Ho letto diversi commenti sui social da parte di tifosi che commentavano negativamente riguardo ai posticipi del sabato sera tra squadre di mezza e bassa classifica, suggerendo di non essere ipocriti e come in fondo non ci sia alcun interesse a seguire match di questo tipo. Sicuramente, in tutta onestà, si può concordare che gli incontri tra squadre di alta classifica, tra le cosi dette “big”, suscitino maggiore interesse, ed è inevitabile che nell’era dei diritti tv gli interessi di natura economica prevalgano su quelli di natura prettamente sportiva. Tuttavia, per un vero tifoso vedere la propria squadra del cuore giocare sarà sempre un momento magico, che la squadra sia prima o ultima.

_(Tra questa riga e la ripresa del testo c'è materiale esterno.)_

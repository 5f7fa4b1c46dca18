use serde::{Deserialize, Serialize};
use vodca::{AsRefln, Fromln};

#[derive(Debug, Clone, Hash, Eq, PartialEq, Serialize, Deserialize, Fromln, AsRefln)]
pub struct LendingRecordId(i64);

impl LendingRecordId {
    pub fn new(id: impl Into<i64>) -> Self {
        Self(id.into())
    }
}
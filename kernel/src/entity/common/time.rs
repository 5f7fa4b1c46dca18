use serde::{Deserialize, Deserializer, Serialize, Serializer};
use std::marker::PhantomData;

use time::OffsetDateTime;
use vodca::{AsRefln, Fromln};

#[derive(Debug, Clone, PartialEq, Eq, Hash, Fromln, AsRefln)]
pub struct CreatedAt<T>(OffsetDateTime, PhantomData<T>);

impl<T> CreatedAt<T> {
    pub fn new(time: impl Into<OffsetDateTime>) -> Self {
        Self(time.into(), PhantomData)
    }
}

impl<T> Serialize for CreatedAt<T> {
    fn serialize<S: Serializer>(&self, serializer: S) -> Result<S::Ok, S::Error> {
        self.0.serialize(serializer)
    }
}

impl<'de, T> Deserialize<'de> for CreatedAt<T> {
    fn deserialize<D: Deserializer<'de>>(deserializer: D) -> Result<Self, D::Error> {
        <OffsetDateTime>::deserialize(deserializer).map(|time| Self(time, PhantomData))
    }
}

#[derive(Debug, Clone, PartialEq, Eq, Hash, Fromln, AsRefln, Serialize, Deserialize)]
pub struct ClosedAt(OffsetDateTime);

impl ClosedAt {
    pub fn new(time: impl Into<OffsetDateTime>) -> Self {
        Self(time.into())
    }
}
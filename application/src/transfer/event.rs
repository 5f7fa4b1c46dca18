use time::OffsetDateTime;

use kernel::prelude::entity::{DestructEvent, DestructRegistration, Event, Registration};

#[derive(Debug, Clone)]
pub struct EventDto {
    pub id: i64,
    pub title: String,
    pub held_at: OffsetDateTime,
    pub location: String,
    pub description: String,
    pub max_participants: i32,
    pub registered_count: i64,
    pub host_id: i64,
    pub game_id: i64,
}

impl EventDto {
    pub fn project(event: Event, registered_count: i64) -> Self {
        let DestructEvent {
            id,
            title,
            held_at,
            location,
            description,
            capacity,
            host_id,
            game_id,
        } = event.into_destruct();
        Self {
            id: id.into(),
            title: title.into(),
            held_at: *held_at.as_ref(),
            location: location.into(),
            description: description.into(),
            max_participants: capacity.into(),
            registered_count,
            host_id: host_id.into(),
            game_id: game_id.into(),
        }
    }
}

pub struct CreateEventDto {
    pub title: String,
    pub held_at: OffsetDateTime,
    pub location: String,
    pub description: String,
    pub max_participants: i32,
    pub host_id: i64,
    pub game_id: i64,
}

pub struct ReviseEventDto {
    pub event_id: i64,
    pub acting_account_id: i64,
    pub title: Option<String>,
    pub held_at: Option<OffsetDateTime>,
    pub location: Option<String>,
    pub description: Option<String>,
    pub max_participants: Option<i32>,
}

pub struct GetEventDto {
    pub id: i64,
}

#[derive(Debug, Clone)]
pub struct RegistrationDto {
    pub id: i64,
    pub event_id: i64,
    pub attendee_id: i64,
    pub registered_at: OffsetDateTime,
}

impl From<Registration> for RegistrationDto {
    fn from(value: Registration) -> Self {
        let DestructRegistration {
            id,
            event_id,
            attendee_id,
            registered_at,
        } = value.into_destruct();
        Self {
            id: id.into(),
            event_id: event_id.into(),
            attendee_id: attendee_id.into(),
            registered_at: *registered_at.as_ref(),
        }
    }
}

pub struct RegisterDto {
    pub event_id: i64,
    pub attendee_id: i64,
}

pub struct UnregisterDto {
    pub registration_id: i64,
    pub acting_account_id: i64,
}
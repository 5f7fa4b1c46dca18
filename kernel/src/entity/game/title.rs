use serde::{Deserialize, Serialize};
use vodca::{AsRefln, Fromln};

#[derive(Debug, Clone, Eq, PartialEq, Serialize, Deserialize, Fromln, AsRefln)]
pub struct GameTitle(String);

impl GameTitle {
    pub fn new(title: impl Into<String>) -> Self {
        Self(title.into())
    }
}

In un articolo di Novembre 2020 raccontavo delle emozioni di un tifoso scozzese per la propria squadra del cuore, pur non essendo un top club. Proprio in Scozia il problema dei top club è particolarmente sentito. La stagione appena terminata è stata vinta dai Glasgow Rangers dopo nove anni di attesa. Tutti i campionati precedenti sono stati vinti dal Celtic Glasgow. Con il fallimento e la retrocessione dei Gers (soprannome dei Rangers) nel 2011 e la conseguente assenza dell’Old Firm ad attirare telespettatori, il campionato scozzese è letteralmente scomparso dai radar. Da anni il campionato è appannaggio dei due club piu ricchi. Nonostante ciò, le coppe nazionali rimangono motivo di speranza per i club minori e fonte di emozioni, come la vittoria degli Hearts di Edimburgo nel 2014 o l’improbabile trionfo degli Hibernian nel 2016.


Il dibattito sulla SuperLega spalanca le porte su una serie di problematiche tipiche dello sport ma non ad esso limitate. Come detto, la questione della disparità tra ricchi e meno ricchi spinge per la ricerca di una nuova formula che garantisca maggior equilibrio ed opportunità. Se dobbiamo cercare una soluzione perché non partire dal basso, dalle fondamenta invece che dal tetto? Di settori da riformare ce ne sarebbero molti, a partire da quello giovanile sempre più abbandonato a se stesso ed in balia di procuratori che si scannano per avere l’esclusiva sul prossimo talento. Le piccole realtà, soprattutto quelle di provincia sono spesso in difficoltà economica e, volente o nolente, devono anteporre gli interessi economici a quelli dei loro giovani atleti. Perchè non includere anche la questione del calcio femminile, costantemente messo in secondo piano e gettato nel dimenticatoio? Mentre in questi giorni si discute del caos generato dall’esclusione di una ragazza ad un tavolo di soli uomini, durante la cena per la Partita del cuore. In Olanda è stata recentemente approvata una riforma che permette alle ragazze di giocare in squadra con i colleghi maschi.


In Inghilterra, a seguito delle proteste dopo l’annuncio della SuperLeague i tifosi del Liverpool, rappresentati dal gruppo Spirit of Shankly, hanno negoziato con il club al fine di essere rappresentati nel board della societa.


Alla luce di queste riflessioni, il progetto della SuperLega può piacere o non piacere ed ognuno di noi è libero di considerarlo giusto o sbagliato. Lo scopo di quest’articolo è mettere in evidenza come il concetto non possa funzionare se lo si intende come una riforma del calcio e, più in generale, di un settore, quello sportivo, che giá da tempo soffre di forti disparitá.

Di fronte all’idea di un torneo per pochi eletti, si vuole far notare che recentemente l’Atalanta ha conquistato la qualificazione in Champions League per il terzo anno di fila. In Inghilterra, il Leicester ha vinto l’FA Cup per la prima volta nella sua storia. Il Villareal ha vinto la sua prima Europa League dopo una cavalcata trionfale, la città più piccola ad aver mai conquistato una coppa europea nella storia del calcio. In Francia il Lille ha vinto il campionato dopo dieci anni.

Il fatto che le piccole realtà possano compiere grandi imprese rappresenta una delle tante emozioni che il calcio, e lo sport in generale, ci regalano. Facciamo in modo che ciò accada con maggior continuità.